→ **EXERCISE OBJECTIVE**
Print nothing but the lines below starting at the line that holds "pub fn is_pending(&self)" and ending at the line that holds "pub fn submit_image(&mut", including both, each exactly as written.

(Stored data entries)
+---+

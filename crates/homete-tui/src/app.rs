use std::path::PathBuf;

use anyhow::anyhow;
use homete_core::{Exchange, ExchangeTicket, GeminiClient, Gateway, TranscriptController};
use tokio::task::JoinHandle;
use tracing::{debug, error};

#[derive(Debug, Clone, Copy, PartialEq, Eq)]
pub enum InputMode {
    /// Typing into the message box
    Editing,
    /// Image path popup is open
    ImagePicker,
}

/// The exchange currently waiting on the gateway
pub struct InFlight {
    ticket: ExchangeTicket,
    task: JoinHandle<anyhow::Result<String>>,
}

pub struct App<G = GeminiClient> {
    pub should_quit: bool,
    pub input_mode: InputMode,

    // Transcript and the single-flight guard live in the controller
    pub controller: TranscriptController,
    pub in_flight: Option<InFlight>,

    // Message input
    pub input: String,
    pub cursor: usize, // cursor position in input, in chars

    // Image picker popup
    pub image_path_input: String,
    pub image_path_cursor: usize,

    // Chat view state (sizes updated during render)
    pub chat_scroll: u16,
    pub chat_max_scroll: u16,
    pub chat_height: u16,
    pub follow_tail: bool,

    // Animation state
    pub animation_frame: u8, // 0-2 for ellipsis animation

    pub gateway: G,
}

impl<G> App<G>
where
    G: Gateway + Clone + Send + Sync + 'static,
{
    pub fn new(gateway: G) -> Self {
        Self {
            should_quit: false,
            input_mode: InputMode::Editing,

            controller: TranscriptController::new(),
            in_flight: None,

            input: String::new(),
            cursor: 0,

            image_path_input: String::new(),
            image_path_cursor: 0,

            chat_scroll: 0,
            chat_max_scroll: 0,
            chat_height: 0,
            follow_tail: true,

            animation_frame: 0,

            gateway,
        }
    }

    pub fn is_pending(&self) -> bool {
        self.controller.is_pending()
    }

    /// Send the message box contents. No-op while pending or when the box is empty.
    pub fn submit_text(&mut self) {
        if let Some(exchange) = self.controller.submit_text(&mut self.input) {
            self.cursor = 0;
            self.start_exchange(exchange);
        }
    }

    /// Send the image named in the picker. No-op while pending or when no path was given.
    pub fn submit_image(&mut self) {
        let Some(path) = parse_image_path(&self.image_path_input) else {
            return;
        };

        if let Some(exchange) = self.controller.submit_image(path) {
            self.close_image_picker();
            self.start_exchange(exchange);
        }
    }

    fn start_exchange(&mut self, exchange: Exchange) {
        let Exchange { ticket, request } = exchange;
        debug!(slot = ticket.slot(), "starting exchange");

        let gateway = self.gateway.clone();
        let task = tokio::spawn(async move { request.send(&gateway).await });

        self.in_flight = Some(InFlight { ticket, task });
        self.follow_tail = true;
    }

    /// Resolve the in-flight exchange if its task has finished
    pub async fn poll_exchange(&mut self) {
        let finished = self
            .in_flight
            .as_ref()
            .is_some_and(|in_flight| in_flight.task.is_finished());
        if !finished {
            return;
        }

        self.finish_exchange().await;
    }

    /// Wait for the in-flight exchange, however long it takes, and resolve it
    pub async fn finish_exchange(&mut self) {
        let Some(InFlight { ticket, task }) = self.in_flight.take() else {
            return;
        };

        let outcome = match task.await {
            Ok(outcome) => outcome,
            Err(e) => {
                error!("exchange task panicked or was cancelled: {}", e);
                Err(anyhow!("exchange task failed: {}", e))
            }
        };
        self.controller.resolve(ticket, outcome);
        self.follow_tail = true;
    }
}

impl<G> App<G> {
    pub fn open_image_picker(&mut self) {
        self.input_mode = InputMode::ImagePicker;
    }

    pub fn close_image_picker(&mut self) {
        self.input_mode = InputMode::Editing;
        self.image_path_input.clear();
        self.image_path_cursor = 0;
    }

    /// Tick animation frame (called by Tick event)
    pub fn tick_animation(&mut self) {
        if self.controller.is_pending() {
            self.animation_frame = (self.animation_frame + 1) % 3;
        }
    }

    // Chat scrolling
    pub fn scroll_up(&mut self, lines: u16) {
        self.chat_scroll = self.chat_scroll.saturating_sub(lines);
        self.follow_tail = false;
    }

    pub fn scroll_down(&mut self, lines: u16) {
        self.chat_scroll = self.chat_scroll.saturating_add(lines).min(self.chat_max_scroll);
        self.follow_tail = self.chat_scroll >= self.chat_max_scroll;
    }

    pub fn scroll_page_up(&mut self) {
        self.scroll_up((self.chat_height / 2).max(1));
    }

    pub fn scroll_page_down(&mut self) {
        self.scroll_down((self.chat_height / 2).max(1));
    }
}

/// Turn picker input into a path: trims whitespace and the quotes terminals add when a file
/// is dropped, and expands a leading `~/`.
fn parse_image_path(raw: &str) -> Option<PathBuf> {
    let trimmed = raw.trim().trim_matches(|c| c == '\'' || c == '"').trim();
    if trimmed.is_empty() {
        return None;
    }

    if let Some(rest) = trimmed.strip_prefix("~/") {
        if let Some(home) = dirs::home_dir() {
            return Some(home.join(rest));
        }
    }
    Some(PathBuf::from(trimmed))
}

+---+

→ **COMPLETED TASK**
    pub fn is_pending(&self) -> bool {
        self.controller.is_pending()
    }

    /// Send the message box contents. No-op while pending or when the box is empty.
    pub fn submit_text(&mut self) {
        if let Some(exchange) = self.controller.submit_text(&mut self.input) {
            self.cursor = 0;
            self.start_exchange(exchange);
        }
    }

    /// Send the image named in the picker. No-op while pending or when no path was given.
    pub fn submit_image(&mut self) {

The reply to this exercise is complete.